PROBLEM DETAILS:
If a line in the records below contains the word "this", copy it.

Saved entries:
//! The per-game synchronization session.
//!
//! One [`GameSession`] exists per running game. It owns the store, the
//! pending-request tracker, the notice bus, and the transport, and it is
//! the only place where those pieces meet: HUD code talks to the session,
//! the host glue feeds inbound traffic into it, and nothing else holds a
//! reference to the internals.
//!
//! The session is not a singleton. Construct it where the game starts,
//! pass it to the panels that need it, drop it when the game ends.

use crate::notify::{NotifyBus, NoticeReceiver};
use crate::transport::Transport;
use hudsync_core::{DataStore, ListenerFn, RequestTracker, SyncConfig, SyncError, SyncResult};
use hudsync_shared::{
    DataRequest, DataScope, DataUpdate, DataValue, EntityTransmit, LocalNotice, RequestId,
};
use std::time::Instant;

/// Context object owning one game's synchronized state.
pub struct GameSession<T: Transport> {
    config: SyncConfig,
    store: DataStore,
    tracker: RequestTracker,
    notices: NotifyBus,
    transport: T,
}

impl<T: Transport> GameSession<T> {
    /// Creates a session with default configuration.
    pub fn new(transport: T) -> Self {
        Self::with_config(SyncConfig::default(), transport)
    }

    /// Creates a session with explicit configuration.
    pub fn with_config(config: SyncConfig, transport: T) -> Self {
        let tracker = RequestTracker::new(config.request_timeout(), config.max_pending_requests);
        let notices = NotifyBus::new(config.notify_capacity);
        tracing::info!(
            timeout_ms = config.request_timeout_ms,
            max_pending = config.max_pending_requests,
            "Game session created"
        );
        Self {
            config,
            store: DataStore::new(),
            tracker,
            notices,
            transport,
        }
    }

    /// The configuration this session was built with.
    #[must_use]
    pub const fn config(&self) -> &SyncConfig {
        &self.config
    }

    // ========================================================================
    // STORE FACADE
    // ========================================================================

    /// Returns the value stored under `key` in `scope`, if any.
    #[must_use]
    pub fn get(&self, scope: DataScope, key: &str) -> Option<&DataValue> {
        self.store.get(scope, key)
    }

    /// Iterates the `(key, value)` pairs of `scope` in insertion order.
    pub fn scope_values(&self, scope: DataScope) -> impl Iterator<Item = (&str, &DataValue)> {
        self.store.scope_values(scope)
    }

    /// Registers a named listener watching `key` in `scope`.
    pub fn register_listener(
        &mut self,
        scope: DataScope,
        name: impl Into<String>,
        key: impl Into<String>,
        callback: ListenerFn,
    ) {
        self.store.register_listener(scope, name, key, callback);
    }

    /// Removes the listener registered under `name` in `scope`.
    pub fn unregister_listener(&mut self, scope: DataScope, name: &str) -> bool {
        self.store.unregister_listener(scope, name)
    }

    /// Dispatches the current value of `key` to its listeners.
    pub fn trigger_listeners(&mut self, scope: DataScope, key: &str) -> usize {
        self.store.trigger_listeners(scope, key)
    }

    /// Number of listeners registered in `scope`.
    #[must_use]
    pub fn listener_count(&self, scope: DataScope) -> usize {
        self.store.listener_count(scope)
    }

    // ========================================================================
    // SCOPE CONVENIENCES
    // ========================================================================

    /// Returns the player-scope value under `key`, if any.
    #[must_use]
    pub fn player_data(&self, key: &str) -> Option<&DataValue> {
        self.get(DataScope::Player, key)
    }

    /// Returns the team-scope value under `key`, if any.
    #[must_use]
    pub fn team_data(&self, key: &str) -> Option<&DataValue> {
        self.get(DataScope::Team, key)
    }

    /// Returns the global-scope value under `key`, if any.
    #[must_use]
    pub fn global_data(&self, key: &str) -> Option<&DataValue> {
        self.get(DataScope::Global, key)
    }

    /// Registers a listener on the player scope.
    pub fn watch_player(
        &mut self,
        name: impl Into<String>,
        key: impl Into<String>,
        callback: ListenerFn,
    ) {
        self.register_listener(DataScope::Player, name, key, callback);
    }

    /// Registers a listener on the team scope.
    pub fn watch_team(
        &mut self,
        name: impl Into<String>,
        key: impl Into<String>,
        callback: ListenerFn,
    ) {
        self.register_listener(DataScope::Team, name, key, callback);
    }

    /// Registers a listener on the global scope.
    pub fn watch_global(
        &mut self,
        name: impl Into<String>,
        key: impl Into<String>,
        callback: ListenerFn,
    ) {
        self.register_listener(DataScope::Global, name, key, callback);
    }

    /// Removes a player-scope listener by name.
    pub fn unwatch_player(&mut self, name: &str) -> bool {
        self.unregister_listener(DataScope::Player, name)
    }

    /// Removes a team-scope listener by name.
    pub fn unwatch_team(&mut self, name: &str) -> bool {
        self.unregister_listener(DataScope::Team, name)
    }

    /// Removes a global-scope listener by name.
    pub fn unwatch_global(&mut self, name: &str) -> bool {
        self.unregister_listener(DataScope::Global, name)
    }

    /// Requests a player-scope key from the server.
    pub fn request_player_data(&mut self, key: impl Into<String>) -> SyncResult<RequestId> {
        self.request_data(DataScope::Player, key)
    }

    /// Requests a team-scope key from the server.
    pub fn request_team_data(&mut self, key: impl Into<String>) -> SyncResult<RequestId> {
        self.request_data(DataScope::Team, key)
    }

    /// Requests a global-scope key from the server.
    pub fn request_global_data(&mut self, key: impl Into<String>) -> SyncResult<RequestId> {
        self.request_data(DataScope::Global, key)
    }

    // ========================================================================
    // OUTBOUND
    // ========================================================================

    /// Asks the server for the current value of `key` in `scope`.
    ///
    /// Fire-and-forget: the returned id correlates a later update with
    /// this request, but nothing guarantees the server answers. The local
    /// store is not touched; the reply lands through [`Self::apply_update`]
    /// like any other update.
    pub fn request_data(
        &mut self,
        scope: DataScope,
        key: impl Into<String>,
    ) -> SyncResult<RequestId> {
        let key = key.into();
        let id = self.tracker.track(scope, key.clone(), Instant::now());
        let request = DataRequest {
            scope,
            key,
            request_id: id,
        };
        if let Err(err) = self.transport.send_data_request(&request) {
            self.tracker.forget(id);
            return Err(SyncError::Transport(err.to_string()));
        }
        tracing::debug!(id, scope = %scope, key = %request.key, "Data request sent");
        Ok(id)
    }

    /// Asks the server for a fresh session token.
    ///
    /// Fire-and-forget with an empty payload; the reply, if any, arrives
    /// as an ordinary update.
    pub fn request_token(&mut self) -> SyncResult<()> {
        self.transport.send_token_request()?;
        tracing::debug!("Token request sent");
        Ok(())
    }

    // ========================================================================
    // INBOUND
    // ========================================================================

    /// Applies one authoritative update.
    ///
    /// In order: writes the value, dispatches the key's listeners, settles
    /// the oldest matching pending request, then re-broadcasts the change
    /// on the notice bus. Returns the number of listeners invoked.
    pub fn apply_update(&mut self, update: DataUpdate) -> usize {
        let DataUpdate { scope, key, value } = update;
        self.store.set(scope, key.clone(), value.clone());
        let invoked = self.store.trigger_listeners(scope, &key);
        if let Some(id) = self.tracker.settle(scope, &key) {
            tracing::debug!(id, scope = %scope, key = %key, "Pending request settled");
        }
        self.notices
            .emit(&LocalNotice::DataUpdated { scope, key, value });
        invoked
    }

    /// Decodes and applies a raw `data-updated` payload from the host bus.
    ///
    /// The scope string is the one field that must be well-formed; an
    /// unknown scope is rejected before anything is written. `Key` and
    /// `Value` fall back to empty and null, matching how loosely the
    /// server side builds these tables.
    pub fn apply_wire_update(&mut self, payload: &DataValue) -> SyncResult<usize> {
        let scope: DataScope = payload
            .get("DataType")
            .and_then(DataValue::as_str)
            .unwrap_or_default()
            .parse()?;
        let key = payload
            .get("Key")
            .and_then(DataValue::as_str)
            .unwrap_or_default()
            .to_string();
        let value = payload.get("Value").cloned().unwrap_or(DataValue::Null);
        Ok(self.apply_update(DataUpdate { scope, key, value }))
    }

    /// Relays an entity-scoped payload to local observers.
    ///
    /// Pass-through only: the store is never written, no listeners fire,
    /// and nothing is tracked. Observers see it as
    /// [`LocalNotice::EntityData`].
    pub fn relay_entity_data(&mut self, transmit: EntityTransmit) {
        let EntityTransmit {
            key,
            value,
            entity_index,
        } = transmit;
        tracing::debug!(key = %key, entity_index, "Entity data relayed");
        self.notices.emit(&LocalNotice::EntityData {
            key,
            value,
            entity_index,
        });
    }

    /// Decodes and relays a raw `entity-data-transmit` payload.
    pub fn relay_wire_entity_data(&mut self, payload: &DataValue) {
        let transmit = EntityTransmit {
            key: payload
                .get("Key")
                .and_then(DataValue::as_str)
                .unwrap_or_default()
                .to_string(),
            value: payload.get("Value").cloned().unwrap_or(DataValue::Null),
            entity_index: payload
                .get("EntityIndex")
                .and_then(DataValue::as_u64)
                .and_then(|i| u32::try_from(i).ok())
                .unwrap_or(0),
        };
        self.relay_entity_data(transmit);
    }

    // ========================================================================
    // OBSERVATION & MAINTENANCE
    // ========================================================================

    /// Subscribes to the local notice stream.
    pub fn subscribe(&mut self) -> NoticeReceiver {
        self.notices.subscribe()
    }

    /// Sweeps out data requests the server never answered.
    ///
    /// Call once per UI frame or on a coarse timer. Each expired request
    /// is logged; there is no retry. Returns how many expired.
    pub fn tick(&mut self, now: Instant) -> usize {
        let expired = self.tracker.sweep(now);
        for request in &expired {
            tracing::warn!(
                id = request.id,
                scope = %request.scope,
                key = %request.key,
                "Data request expired without a reply"
            );
        }
        expired.len()
    }

    /// Number of data requests still waiting for a reply.
    #[must_use]
    pub fn pending_requests(&self) -> usize {
        self.tracker.pending_count()
    }
}

impl<T: Transport> std::fmt::Debug for GameSession<T> {
    fn fmt(&self, f: &mut std::fmt::Formatter<'_>) -> std::fmt::Result {
        f.debug_struct("GameSession")
            .field("store", &self.store)
            .field("pending", &self.tracker.pending_count())
            .field("subscribers", &self.notices.subscriber_count())
            .finish()
    }
}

WRITTEN SOLUTION:
    /// The configuration this session was built with.
    /// this request, but nothing guarantees the server answers. The local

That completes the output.